Scheduling Your Next Infectious Disease Outbreak
Influenza is not the only infectious disease with a season.
In a new research paper, Micaela Martinez, Ph.D., makes a case that all infectious diseases have a seasonal aspect to outbreaks.
In any given year, outbreaks of flu in the winter, chickenpox in the spring, and polio in the summer are just a few examples in this study.
Dr. Martinez created an annual calendar of epidemics for 69 infectious diseases, from commonplace infections to rare tropical diseases.
The research paper describes 4 main drivers of seasonality in infectious diseases.
- Environmental factors like temperature and humidity regulate seasonal flu; in vector-borne diseases like Zika too, the environment plays a role in the proliferation of mosquitoes,
- Host behaviors such as children coming into close proximity with each other during the school year are a factor in measles,
- Ecological factors such as algae play a role in the outbreak of cholera, and
- Seasonal biological rhythms, similar to those that govern migration and hibernation in animals, may also be a factor in diseases like polio, although more research is needed.
“Seasonality is a powerful and universal feature of infectious diseases, although the scientific community has largely ignored it for the majority of infections,” says Martinez, an assistant professor of Environmental Health Sciences, at the Columbia University Mailman School of Public Health.
“Much work is needed to understand the forces driving disease seasonality and understand how we can leverage seasonality to design interventions to prevent outbreaks and treat chronic infections,” Dr.

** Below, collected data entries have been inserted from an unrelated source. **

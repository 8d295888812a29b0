#![allow(dead_code)]

use async_trait::async_trait;
use cannalog_core::db::open_db_in_memory;
use cannalog_core::{
    AuthError, AuthResult, CannaLogApp, Entry, EntryId, EntryStore, EntrySubscription, Identity,
    LocalEntryStore, LocalSessionProvider, SessionProvider, StoreError, StoreResult,
};
use parking_lot::Mutex;
use std::sync::atomic::{AtomicBool, AtomicUsize, Ordering};
use std::sync::Arc;
use tokio::sync::{Notify, Semaphore};

pub fn memory_store() -> Arc<LocalEntryStore> {
    Arc::new(LocalEntryStore::new(open_db_in_memory().unwrap()))
}

pub fn memory_session() -> Arc<LocalSessionProvider> {
    Arc::new(LocalSessionProvider::restore(open_db_in_memory().unwrap()).unwrap())
}

pub fn entry(owner: &str, title: &str, timestamp_ms: i64) -> Entry {
    let mut entry = Entry::draft_at(timestamp_ms);
    entry.owner_id = owner.to_string();
    entry.title = title.to_string();
    entry
}

/// App over in-memory collaborators, already signed in and on the list.
pub async fn signed_in_app(user: &str) -> (CannaLogApp, Arc<LocalEntryStore>) {
    let store = memory_store();
    let app = CannaLogApp::new(store.clone(), memory_session());
    app.sign_in(user).await.unwrap();
    (app, store)
}

/// Store whose upserts, and optionally gets, block until the test releases
/// them.
pub struct GatedStore {
    pub inner: Arc<LocalEntryStore>,
    pub upsert_started: Notify,
    pub upsert_calls: AtomicUsize,
    pub get_started: Notify,
    gate: Semaphore,
    gets_gated: AtomicBool,
    get_gate: Semaphore,
}

impl GatedStore {
    pub fn new(inner: Arc<LocalEntryStore>) -> Self {
        Self {
            inner,
            upsert_started: Notify::new(),
            upsert_calls: AtomicUsize::new(0),
            get_started: Notify::new(),
            gate: Semaphore::new(0),
            gets_gated: AtomicBool::new(false),
            get_gate: Semaphore::new(0),
        }
    }

    pub fn release(&self, upserts: usize) {
        self.gate.add_permits(upserts);
    }

    /// Makes every following `get` wait for `release_gets`.
    pub fn gate_gets(&self) {
        self.gets_gated.store(true, Ordering::SeqCst);
    }

    pub fn release_gets(&self, gets: usize) {
        self.get_gate.add_permits(gets);
    }
}

#[async_trait]
impl EntryStore for GatedStore {
    async fn subscribe(&self, owner_id: &str) -> StoreResult<EntrySubscription> {
        self.inner.subscribe(owner_id).await
    }

    fn unsubscribe(&self, subscription: &EntrySubscription) {
        self.inner.unsubscribe(subscription);
    }

    async fn get(&self, owner_id: &str, id: EntryId) -> StoreResult<Entry> {
        if self.gets_gated.load(Ordering::SeqCst) {
            self.get_started.notify_one();
            let permit = self
                .get_gate
                .acquire()
                .await
                .map_err(|err| StoreError::Unavailable(err.to_string()))?;
            permit.forget();
        }
        self.inner.get(owner_id, id).await
    }

    async fn upsert(&self, entry: &Entry) -> StoreResult<Entry> {
        self.upsert_calls.fetch_add(1, Ordering::SeqCst);
        self.upsert_started.notify_one();
        let permit = self
            .gate
            .acquire()
            .await
            .map_err(|err| StoreError::Unavailable(err.to_string()))?;
        permit.forget();
        self.inner.upsert(entry).await
    }

    async fn delete(&self, owner_id: &str, id: EntryId) -> StoreResult<()> {
        self.inner.delete(owner_id, id).await
    }
}

/// Store whose reads/writes fail while `offline` is set.
pub struct FlakyStore {
    pub inner: Arc<LocalEntryStore>,
    pub offline: AtomicBool,
}

impl FlakyStore {
    pub fn new(inner: Arc<LocalEntryStore>) -> Self {
        Self {
            inner,
            offline: AtomicBool::new(false),
        }
    }

    pub fn set_offline(&self, offline: bool) {
        self.offline.store(offline, Ordering::SeqCst);
    }

    fn check(&self) -> StoreResult<()> {
        if self.offline.load(Ordering::SeqCst) {
            return Err(StoreError::Unavailable("network down".to_string()));
        }
        Ok(())
    }
}

#[async_trait]
impl EntryStore for FlakyStore {
    async fn subscribe(&self, owner_id: &str) -> StoreResult<EntrySubscription> {
        self.check()?;
        self.inner.subscribe(owner_id).await
    }

    fn unsubscribe(&self, subscription: &EntrySubscription) {
        self.inner.unsubscribe(subscription);
    }

    async fn get(&self, owner_id: &str, id: EntryId) -> StoreResult<Entry> {
        self.check()?;
        self.inner.get(owner_id, id).await
    }

    async fn upsert(&self, entry: &Entry) -> StoreResult<Entry> {
        self.check()?;
        self.inner.upsert(entry).await
    }

    async fn delete(&self, owner_id: &str, id: EntryId) -> StoreResult<()> {
        self.check()?;
        self.inner.delete(owner_id, id).await
    }
}

/// Session provider with a sign-out the test resolves by hand.
pub struct ScriptedSession {
    current: Mutex<Option<Identity>>,
    sign_out_gate: Semaphore,
    pub sign_out_started: Notify,
    pub fail_sign_out: AtomicBool,
}

impl ScriptedSession {
    pub fn new() -> Self {
        Self {
            current: Mutex::new(None),
            sign_out_gate: Semaphore::new(0),
            sign_out_started: Notify::new(),
            fail_sign_out: AtomicBool::new(false),
        }
    }

    pub fn release_sign_out(&self) {
        self.sign_out_gate.add_permits(1);
    }
}

#[async_trait]
impl SessionProvider for ScriptedSession {
    async fn sign_in(&self, identity_token: &str) -> AuthResult<Identity> {
        if identity_token.is_empty() {
            return Err(AuthError::InvalidToken);
        }
        let identity = Identity::new(identity_token);
        *self.current.lock() = Some(identity.clone());
        Ok(identity)
    }

    async fn sign_out(&self) -> AuthResult<()> {
        self.sign_out_started.notify_one();
        let permit = self
            .sign_out_gate
            .acquire()
            .await
            .map_err(|err| AuthError::Unavailable(err.to_string()))?;
        permit.forget();
        if self.fail_sign_out.load(Ordering::SeqCst) {
            return Err(AuthError::Unavailable("identity provider timeout".to_string()));
        }
        *self.current.lock() = None;
        Ok(())
    }

    fn current_identity(&self) -> Option<Identity> {
        self.current.lock().clone()
    }
}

Martinez in a press release.
Identifying the drivers of seasonal outbreaks is not always straightforward, but they can pay dividends.
As an example, the bacteria that cause cholera, which spread to humans by fecal-oral transmission, can be maintained in water supported by algae.
Public health officials might undertake an intervention to prevent the transmission of cholera from infected individuals and/or target the bacteria surviving in algae-filled waterbodies.
Importantly, the key season to undertake each of these interventions would likely differ.
“There needs to be a systematic review of seasonality for each infectious disease.”
“Especially for chronic infections, if we understand when individuals might experience relapse or flare-ups, we might be able to anticipate illness and be more proactive about treatment or screening,” said Dr. Martinez.
Dr. Martinez collected data for this study from the Centers for Disease Control and Prevention (CDC), the World Health Organization (WHO) and the European Centre for Disease Prevention and Control.